See Me at CMW's 2008 Making Media Connections
This Thursday, June 12, I will join leading Chicago bloggers (including Andrew Huff from the venerable GapersBlock) for a discussion panel at Community Media Workshop's 2008 Making Media Connections conference.

[Update: Ah, the best laid plans. On June 12th, life circumstances intervened and I was unable to appear at this CMW speaking panel. Drat...]
This Thursday, June 12, I will join leading Chicago bloggers (including Andrew Huff from the venerable GapersBlock.com) for a discussion panel at Community Media Workshop's 2008 Making Media Connections conference.
Community Media Workshop is one of America's foremost grassroots media training organizations. The Making Media Connections conference is an annual opportunity for the many nonprofit professionals who pass through CMW's doors every year to sharpen their media-relations skills and meet face-to-face with noted reporters and news luminaries from Chicago and beyond.
So, of course, I'm thrilled to be included. I first became acquainted with CMW in 2006, when I managed to take almost every workshop they offered, much to the bemusement of current CMW vice-president, Gordon Mayer (of 2008 Bike the Drive fame here on CHICAGO CARLESS).
The powerful messaging I learned at CMW helped me get invited to work on several national Internet messaging campaigns for worker and voter rights bginning during Election 2006 (see especially 7 Days @ Minimum Wage and the Employee Free Choice Act) and in no uncertain terms transformed me professionally.
My attendance at this year's Studs Terkel Awards also helped spur an ongoing personal transformation (more on that later). It seems to me whatever involvement you have with CMW, you come away much the better for it.
With all due gratitude, I happily shill for them below. Here is what CMW has to say about the conference. Hope to see some of you there...

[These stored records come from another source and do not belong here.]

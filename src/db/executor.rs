//! Statement execution engine.
//!
//! Runs one materialized statement against the managed connection with
//! bounded retries:
//! - Programming-class failures abort immediately, with no reconnect
//! - Transient and connection-class failures tear the connection down, wait
//!   the configured backoff and reconnect before the next attempt
//! - Each attempt optionally runs inside an explicit transaction and under
//!   a time limit
//!
//! Every execution gets an `exec_` id that is attached to all of its log lines.

use crate::config::ExecutorConfig;
use crate::db::connection::ConnectionManager;
use crate::db::driver::Driver;
use crate::db::normalize::normalize;
use crate::error::{DriverError, DriverErrorKind, SqlError, SqlResult};
use crate::models::{ResultSet, Statement};
use std::time::{Duration, Instant};
use tokio::time::{sleep, timeout};
use tracing::{debug, error, info, warn};
use uuid::Uuid;

/// Why a single attempt did not produce rows.
#[derive(Debug)]
enum AttemptFailure {
    /// The statement is broken; retrying cannot help.
    Fatal(DriverError),
    /// The database or the link to it failed; retry after reconnecting.
    Retryable(DriverError),
}

impl From<DriverError> for AttemptFailure {
    fn from(err: DriverError) -> Self {
        match err.kind {
            DriverErrorKind::Programming => Self::Fatal(err),
            DriverErrorKind::Transient | DriverErrorKind::Connection => Self::Retryable(err),
        }
    }
}

/// Executes statements with retry, reconnect and transaction handling.
#[derive(Debug, Clone)]
pub struct StatementExecutor {
    config: ExecutorConfig,
}

impl StatementExecutor {
    /// Create an executor after validating its configuration.
    pub fn new(config: ExecutorConfig) -> SqlResult<Self> {
        config.validate().map_err(SqlError::invalid_input)?;
        Ok(Self { config })
    }

    pub fn config(&self) -> &ExecutorConfig {
        &self.config
    }

    /// Execute with the configured attempt budget.
    pub async fn execute<D: Driver>(
        &self,
        manager: &mut ConnectionManager<D>,
        statement: &Statement,
    ) -> SqlResult<ResultSet> {
        self.execute_with_attempts(manager, statement, self.config.max_attempts)
            .await
    }

    /// Execute with an explicit attempt budget.
    ///
    /// The initial connection is opened before the first attempt; if that
    /// fails the error is returned as is and no attempt is counted.
    pub async fn execute_with_attempts<D: Driver>(
        &self,
        manager: &mut ConnectionManager<D>,
        statement: &Statement,
        max_attempts: u32,
    ) -> SqlResult<ResultSet> {
        if max_attempts == 0 {
            return Err(SqlError::invalid_input("max_attempts must be at least 1"));
        }

        let execution_id = new_execution_id();
        let start = Instant::now();
        debug!(
            execution_id = %execution_id,
            sql = %statement,
            max_attempts,
            auto_commit = self.config.auto_commit,
            "Executing statement"
        );

        manager.ensure_connection().await?;

        let mut last_error: Option<DriverError> = None;
        let mut reconnect_failure: Option<DriverError> = None;
        for attempt in 1..=max_attempts {
            // a failed reconnect is charged to the next attempt without reopening
            let outcome = match reconnect_failure.take() {
                Some(err) => Err(AttemptFailure::Retryable(err)),
                None => self.attempt(manager, statement).await,
            };
            match outcome {
                Ok(rows) => {
                    info!(
                        execution_id = %execution_id,
                        attempt,
                        rows = rows.len(),
                        elapsed_ms = start.elapsed().as_millis() as u64,
                        "Statement succeeded"
                    );
                    return Ok(rows);
                }
                Err(AttemptFailure::Fatal(err)) => {
                    warn!(
                        execution_id = %execution_id,
                        attempt,
                        error = %err,
                        sql_state = ?err.sql_state,
                        "Statement failed with a non-retryable error"
                    );
                    return Err(SqlError::fatal_statement(err));
                }
                Err(AttemptFailure::Retryable(err)) => {
                    warn!(
                        execution_id = %execution_id,
                        attempt,
                        max_attempts,
                        error = %err,
                        "Attempt failed, reconnecting"
                    );
                    last_error = Some(err);
                    reconnect_failure = self
                        .recover(manager, &execution_id, attempt < max_attempts)
                        .await;
                }
            }
        }

        let last_error =
            last_error.unwrap_or_else(|| DriverError::transient("no attempt was made"));
        error!(
            execution_id = %execution_id,
            attempts = max_attempts,
            error = %last_error,
            elapsed_ms = start.elapsed().as_millis() as u64,
            "Retries exhausted"
        );

        match last_error.kind {
            DriverErrorKind::Connection => Err(SqlError::from_connection_failure(&last_error)),
            _ => Err(SqlError::RetriesExhausted {
                attempts: max_attempts,
                last_error,
            }),
        }
    }

    /// One attempt: optional BEGIN, execute, normalize, optional COMMIT.
    /// Any failure after BEGIN rolls the transaction back.
    async fn attempt<D: Driver>(
        &self,
        manager: &mut ConnectionManager<D>,
        statement: &Statement,
    ) -> Result<ResultSet, AttemptFailure> {
        let (driver, conn) = manager
            .session()
            .await
            .map_err(|e| AttemptFailure::Retryable(connection_lost(e)))?;

        let explicit = !self.config.auto_commit;
        if explicit {
            driver.begin(conn).await?;
        }

        let failure = match self.run(driver, conn, statement.as_str()).await {
            Ok(cursor) => {
                let rows = normalize(driver, cursor);
                if !explicit {
                    return Ok(rows);
                }
                match driver.commit(conn).await {
                    Ok(()) => return Ok(rows),
                    Err(e) => e,
                }
            }
            Err(e) => e,
        };

        if explicit {
            rollback_quietly(driver, conn).await;
        }
        Err(failure.into())
    }

    async fn run<D: Driver>(
        &self,
        driver: &D,
        conn: &mut D::Connection,
        sql: &str,
    ) -> Result<D::Cursor, DriverError> {
        match self.config.attempt_timeout {
            Some(limit) => timeout(limit, driver.execute(conn, sql))
                .await
                .unwrap_or_else(|_| Err(timeout_error(limit))),
            None => driver.execute(conn, sql).await,
        }
    }

    /// Tear down the connection, wait, and reconnect. This is the only place
    /// a connection is reopened between attempts; a failed reconnect is
    /// returned so the next attempt can report it.
    async fn recover<D: Driver>(
        &self,
        manager: &mut ConnectionManager<D>,
        execution_id: &str,
        wait: bool,
    ) -> Option<DriverError> {
        let outcome = manager.close_connection().await;
        debug!(execution_id = %execution_id, outcome = ?outcome, "Connection torn down");

        if wait && !self.config.backoff.is_zero() {
            info!(
                execution_id = %execution_id,
                backoff_ms = self.config.backoff.as_millis() as u64,
                "Waiting before reconnecting"
            );
            sleep(self.config.backoff).await;
        }

        match manager.ensure_connection().await {
            Ok(()) => None,
            Err(e) => {
                warn!(execution_id = %execution_id, error = %e, "Reconnect failed");
                Some(connection_lost(e))
            }
        }
    }
}

fn connection_lost(err: SqlError) -> DriverError {
    match err {
        SqlError::Connection { message, .. } => DriverError::connection(message),
        other => DriverError::connection(other.to_string()),
    }
}

async fn rollback_quietly<D: Driver>(driver: &D, conn: &mut D::Connection) {
    if let Err(e) = driver.rollback(conn).await {
        warn!(error = %e, "Rollback failed (ignored)");
    }
}

fn timeout_error(limit: Duration) -> DriverError {
    DriverError::transient(format!(
        "Statement exceeded the attempt timeout of {}ms",
        limit.as_millis()
    ))
}

fn new_execution_id() -> String {
    format!("exec_{}", Uuid::new_v4().simple())
}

First-Ever Gathering of National Nonprofit New-Media Experts in Chicago to Provide Nonprofit Communicators with Web 2.0 Tools
(Chicago, IL) -- Fewer journalists and more nonprofit new-media experts will present at the 17th annual Making Media Connections conference June 11-12, making the only communications conference of its kind in the country look very different than in years past.
"Consolidation has reduced the number of journalists able to take the time to work with smaller nonprofits, while more groups take advantage of the power to tell their own stories that Web 2.0 tools provide," says Thom Clark, president of Community Media Workshop, the Chicago-based nonprofit whose mission is to help other nonprofits tell their stories through the news media and other channels.
Since 1991 the Workshop has organized Making Media Connections, the only conference to gather journalists and communication experts for a nonprofit-only audience, annually. Sponsors of this year's conference include Chicago Tribune Foundation, Chicago Public Radio, Crossroads Fund, and Chi-Town Daily News.
The Workshop is known for expertise in coaching nonprofits to master media relations to advance their communications goals. But in the past year nearly one in six of the nonprofit communicators, or volunteers and staff responsible for telling their organizations' stories, whom the Workshop served accessed coaching or training on new media and technology. However, media relations remains a core component of the group's work; nearly half of those who access the Workshop's services use its Getting On the Air, On-line & Into Print media guide, a directory of Chicago-area journalists.
The conference will be the largest gathering of national nonprofit new-media experts in Chicago ever, bringing together Beth Kanter, from Boston, author of Beth's Blog and the winner of the Nonprofit Technology Network's first-ever "Fantasticness in the Nonprofit Technology Community" award as well as Britt Bravo from Bay Area-based TechSoup and Midwesterners Heather Mansfield, a MySpace and Facebook expert, and Michael Hoffman of See3 Video.
All will lead pre-conference workshops on Wednesday, June 11 covering state-of-the-art Web 2.0 tools. The pre-conference workshops also cover traditional communications work, with media relations training by the SPIN Project and newswriting by Jon Anderson, a former Chicago Tribune reporter and University of Iowa writing adjunct faculty member. Renee Ferguson of Chicago ABC-TV affiliate WMAQ and Kanter will keynote the conference on Thursday, June 12.
Details and registration information are available online here; a range of free communication tips and tricks are also there and at the Workshop home page.
(Founded in 1989, from its base at Columbia College Chicago, the 501c3 Community Media Workshop is a citywide leader in bringing new-media tools to nonprofits; it reaches some 2,000 nonprofit communicators who tell their organizations' stories each year, serves as a channel of nonprofit news to journalists, and builds relationships between these two groups to diversify the voices in the news media. It recently was a finalist in Lumity's Chicago 2008 Technlogy Leadership Award competition.)